Hi All,
I just uploaded the first release of the WLC Word List,
https://github.com/openscriptures/morphhb. This is a compilation of the
word forms in the WLC, according to vowel form and augmented Strong
number. The consonantal form is included for searching and sorting
purposes. The separate references for each form contain the prefix and
suffix data for that instance, as IDs referring to the prefix and suffix
section at the beginning of the document. Full documentation is
included in WlcWordList.html. The full package is available in the
downloads.
My goal is to have a database-friendly catalog of words available for
morphological parsing. This will give the flexibility for recording
parsings, as well as using existing parsings of the same form to aid in
new assignments. The format contains all the WLC references for each
form. This will facilitate focusing on the ROI, parsing the forms that
occur most often first, to gain the greatest benefit. Some of the
parsings, like the prefixes and possibly the suffixes should be
straightforward, and apply to a great many instances. See the examples
in the documentation.
The format also provides for easily identifying discrepancies. I
already have experience with this. As I was building the list, I came
across a Strong number error in Numbers. When I corrected this, it took
a singleton form and merged it into a form with more entries.

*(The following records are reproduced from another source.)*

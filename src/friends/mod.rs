pub mod graph;
mod list;
pub mod requests;
mod respond;
mod send;
pub mod workflow;

use std::{fmt, str::FromStr};

use axum::{routing::{get, post}, Router};
use serde::{Deserialize, Serialize};
use time::OffsetDateTime;
use uuid::Uuid;

use crate::{error::SocialError, AppState};

pub use requests::IncomingRequest;
pub use workflow::FriendRequestWorkflow;

pub fn router() -> Router<AppState> {
    Router::new()
        .route("/friend-requests", get(list::pending).post(send::send_request))
        .route("/friend-requests/respond", post(respond::respond))
        .route("/friends", get(list::friends))
}

#[derive(Debug, Clone, Copy, PartialEq, Eq, Serialize, Deserialize, sqlx::Type)]
#[serde(rename_all = "lowercase")]
#[sqlx(rename_all = "lowercase")]
pub enum RequestStatus {
    Pending,
    Accepted,
    Rejected,
}

impl RequestStatus {
    pub fn as_str(&self) -> &'static str {
        match self {
            RequestStatus::Pending => "pending",
            RequestStatus::Accepted => "accepted",
            RequestStatus::Rejected => "rejected",
        }
    }
}

impl fmt::Display for RequestStatus {
    fn fmt(&self, f: &mut fmt::Formatter) -> fmt::Result {
        f.write_str(self.as_str())
    }
}

/// What a receiver can do with a pending request.
#[derive(Debug, Clone, Copy, PartialEq, Eq)]
pub enum Decision {
    Accept,
    Reject,
}

impl Decision {
    pub fn outcome(self) -> RequestStatus {
        match self {
            Decision::Accept => RequestStatus::Accepted,
            Decision::Reject => RequestStatus::Rejected,
        }
    }
}

impl FromStr for Decision {
    type Err = SocialError;

    fn from_str(action: &str) -> Result<Self, Self::Err> {
        match action {
            "accepted" => Ok(Decision::Accept),
            "rejected" => Ok(Decision::Reject),
            _ => Err(SocialError::validation("Invalid action on friend request.")),
        }
    }
}

/// A directed proposal of friendship. At most one exists per
/// (sender, receiver) pair, and it leaves `Pending` at most once.
#[derive(Debug, Clone, PartialEq, Eq, Serialize, sqlx::FromRow)]
pub struct FriendRequest {
    pub id: Uuid,
    pub sender_id: Uuid,
    pub receiver_id: Uuid,
    pub status: RequestStatus,
    #[serde(with = "time::serde::rfc3339")]
    pub created_at: OffsetDateTime,
    #[serde(with = "time::serde::rfc3339")]
    pub updated_at: OffsetDateTime,
}

impl FriendRequest {
    pub fn is_pending(&self) -> bool {
        self.status == RequestStatus::Pending
    }
}
use axum::{debug_handler, extract::State, http::StatusCode, Json};
use serde::Deserialize;
use sqlx::SqlitePool;

use crate::{error::{SocialError, SocialResult}, res::ApiResponse, AppResult, AppState};

use super::{store::{self, NewProfile}, Gender, Profile, ProfileSummary};

const MAX_NAME_LEN: usize = 200;
const MAX_EMAIL_LEN: usize = 254;

#[derive(Debug, Deserialize)]
pub struct NewProfileForm {
    pub name: String,
    pub email: String,
    pub gender: Option<String>,
}

pub fn validate(form: NewProfileForm) -> SocialResult<NewProfile> {
    let name = form.name.trim();
    if name.is_empty() {
        return Err(SocialError::validation("name is required"));
    }
    if name.chars().count() > MAX_NAME_LEN {
        return Err(SocialError::validation(format!("name must be at most {MAX_NAME_LEN} characters")));
    }

    let email = store::normalize_email(&form.email);
    if email.len() > MAX_EMAIL_LEN || !looks_like_email(&email) {
        return Err(SocialError::validation("enter a valid email address"));
    }

    let gender = match form.gender.as_deref().map(str::trim) {
        None | Some("") => None,
        Some(code) => Some(
            Gender::from_code(code)
                .ok_or_else(|| SocialError::validation(format!("{code:?} is not a valid gender")))?,
        ),
    };

    Ok(NewProfile {
        name: name.to_owned(),
        email,
        gender,
    })
}

fn looks_like_email(email: &str) -> bool {
    let Some((local, domain)) = email.split_once('@') else {
        return false;
    };
    !local.is_empty()
        && !domain.is_empty()
        && !domain.contains('@')
        && !email.chars().any(char::is_whitespace)
}

pub async fn register(db_pool: &SqlitePool, form: NewProfileForm) -> SocialResult<Profile> {
    let new_profile = validate(form)?;

    if store::exists(db_pool, &new_profile.email).await? {
        return Err(SocialError::DuplicateEmail);
    }

    store::create(db_pool, &new_profile).await
}

#[debug_handler(state = AppState)]
pub(crate) async fn new_profile(
    State(db_pool): State<SqlitePool>,
    Json(form): Json<NewProfileForm>,
) -> AppResult<ApiResponse> {
    let profile = register(&db_pool, form).await?;

    Ok(
        ApiResponse::ok(ProfileSummary::from(&profile))?
            .with_status(StatusCode::CREATED)
            .with_message("User profile created successfully")
    )
}

#[cfg(test)]
mod tests {
    use super::*;

    fn form(name: &str, email: &str, gender: Option<&str>) -> NewProfileForm {
        NewProfileForm {
            name: name.to_owned(),
            email: email.to_owned(),
            gender: gender.map(str::to_owned),
        }
    }

    #[test]
    fn valid_form_is_normalized() {
        let profile = validate(form("  Bob Stone ", " Bob@X.com", Some("M"))).unwrap();
        assert_eq!(profile.name, "Bob Stone");
        assert_eq!(profile.email, "bob@x.com");
        assert_eq!(profile.gender, Some(Gender::Male));
    }

    #[test]
    fn blank_gender_is_none() {
        let profile = validate(form("Bob", "bob@x.com", Some(""))).unwrap();
        assert_eq!(profile.gender, None);
    }

    #[test]
    fn malformed_input_is_a_validation_error() {
        for bad in [
            form("", "bob@x.com", None),
            form("Bob", "bob.x.com", None),
            form("Bob", "@x.com", None),
            form("Bob", "bob@", None),
            form("Bob", "bob@x.com", Some("Q")),
            form("Bob", "bob@x.com", Some("m")),
        ] {
            let err = validate(bad).unwrap_err();
            assert!(matches!(err, SocialError::Validation(_)), "{err:?}");
        }
    }
}
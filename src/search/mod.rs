pub mod index;

use axum::{debug_handler, extract::{Query, State}, routing::get, Router};
use serde::Deserialize;
use sqlx::SqlitePool;

use crate::{config::Config, error::SocialError, res::ApiResponse, AppResult, AppState};

pub use index::{search_by_email, search_by_name, Page};

pub fn router() -> Router<AppState> {
    Router::new()
        .route("/search", get(search))
}

#[derive(Debug, Deserialize)]
pub(crate) struct SearchQuery {
    search_by: Option<String>,
    query: Option<String>,
    page: Option<String>,
}

#[debug_handler(state = AppState)]
pub(crate) async fn search(
    State(db_pool): State<SqlitePool>,
    State(config): State<Config>,
    Query(SearchQuery { search_by, query, page }): Query<SearchQuery>,
) -> AppResult<ApiResponse> {
    let query = query.unwrap_or_default();

    match search_by.as_deref().unwrap_or("name") {
        "name" => {
            let page = match page.as_deref().map(str::trim) {
                None | Some("") => 1,
                Some(raw) => raw.parse().map_err(|_| SocialError::InvalidPage)?,
            };
            let found = search_by_name(&db_pool, &query, page, config.search_page_size).await?;

            Ok(
                ApiResponse::ok(&found.items)?
                    .with_extra("total_pages", found.total_pages)
                    .with_extra("page", found.page)
                    .with_extra("total", found.total)
            )
        }
        "email" => ApiResponse::ok(search_by_email(&db_pool, &query).await?),
        _ => Err(SocialError::validation("Invalid value in 'search_by' param").into()),
    }
}
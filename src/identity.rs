use axum::{
    extract::{FromRef, FromRequestParts},
    http::request::Parts,
};

use crate::{config::Config, error::SocialError, profiles::store::normalize_email, AppError};

/// The signed-in user's email, as vouched for by the authentication layer in
/// front of this service through the configured identity header.
#[derive(Debug, Clone, PartialEq, Eq)]
pub struct Identity(pub String);

impl Identity {
    pub fn email(&self) -> &str {
        &self.0
    }
}

impl<S> FromRequestParts<S> for Identity
where
    S: Send + Sync,
    Config: FromRef<S>,
{
    type Rejection = AppError;

    async fn from_request_parts(parts: &mut Parts, state: &S) -> Result<Self, Self::Rejection> {
        let config = Config::from_ref(state);

        let email = parts
            .headers
            .get(config.identity_header.as_str())
            .and_then(|value| value.to_str().ok())
            .map(normalize_email)
            .filter(|email| !email.is_empty())
            .ok_or(SocialError::Unauthenticated)?;

        Ok(Identity(email))
    }
}
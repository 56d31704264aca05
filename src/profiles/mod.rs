mod new;
pub mod store;

use axum::{routing::post, Router};
use serde::{Deserialize, Serialize};
use time::OffsetDateTime;
use uuid::Uuid;

use crate::AppState;

pub use new::{register, validate, NewProfileForm};
pub use store::NewProfile;

pub fn router() -> Router<AppState> {
    Router::new()
        .route("/", post(new::new_profile))
}

#[derive(Debug, Clone, Copy, PartialEq, Eq, Serialize, Deserialize, sqlx::Type)]
pub enum Gender {
    #[serde(rename = "M")]
    #[sqlx(rename = "M")]
    Male,
    #[serde(rename = "F")]
    #[sqlx(rename = "F")]
    Female,
    #[serde(rename = "O")]
    #[sqlx(rename = "O")]
    Other,
}

impl Gender {
    pub fn from_code(code: &str) -> Option<Gender> {
        match code.trim() {
            "M" => Some(Gender::Male),
            "F" => Some(Gender::Female),
            "O" => Some(Gender::Other),
            _ => None,
        }
    }
}

/// A registered user, identified by their lower-cased email.
#[derive(Debug, Clone, PartialEq, Eq, Serialize, sqlx::FromRow)]
pub struct Profile {
    pub id: Uuid,
    pub email: String,
    pub name: String,
    pub gender: Option<Gender>,
    #[serde(with = "time::serde::rfc3339")]
    pub created_at: OffsetDateTime,
    #[serde(with = "time::serde::rfc3339")]
    pub updated_at: OffsetDateTime,
}

#[derive(Debug, Clone, PartialEq, Eq, Serialize, sqlx::FromRow)]
pub struct ProfileSummary {
    pub id: Uuid,
    pub name: String,
}

impl From<&Profile> for ProfileSummary {
    fn from(profile: &Profile) -> Self {
        ProfileSummary {
            id: profile.id,
            name: profile.name.clone(),
        }
    }
}
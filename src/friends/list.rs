use axum::{debug_handler, extract::State};
use serde::Serialize;

use crate::{identity::Identity, res::ApiResponse, AppResult, AppState};

use super::{FriendRequestWorkflow, RequestStatus};

#[derive(Debug, Serialize)]
struct PendingEntry<'a> {
    from: &'a str,
    status: RequestStatus,
}

#[debug_handler(state = AppState)]
pub(crate) async fn pending(
    State(workflow): State<FriendRequestWorkflow>,
    identity: Identity,
) -> AppResult<ApiResponse> {
    let incoming = workflow.list_pending_for(identity.email()).await?;

    let entries: Vec<_> = incoming
        .iter()
        .map(|incoming| PendingEntry {
            from: &incoming.sender_name,
            status: incoming.request.status,
        })
        .collect();

    ApiResponse::ok(entries)
}

#[debug_handler(state = AppState)]
pub(crate) async fn friends(
    State(workflow): State<FriendRequestWorkflow>,
    identity: Identity,
) -> AppResult<ApiResponse> {
    let friends = workflow.list_friends(identity.email()).await?;

    let emails: Vec<_> = friends.iter().map(|friend| friend.email.as_str()).collect();
    ApiResponse::ok(emails)
}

I also
found a very unusual prefix in Eccl.4.10. BDB identifies the word as
two separate words, but written as one in the MT. So in this case we
find a 'prefix' between the body of the word and the suffix. Anyone who
notices other such discrepancies, please post to the list, so
corrections can be made.
I just discovered that the WLC has been updated from 4.14 to 4.16. So
some work lies ahead. The application I used to make the list will work
again, but then any changes will be lost. I may have to do a separate
update for the WLC and the Word List.
Peace,
David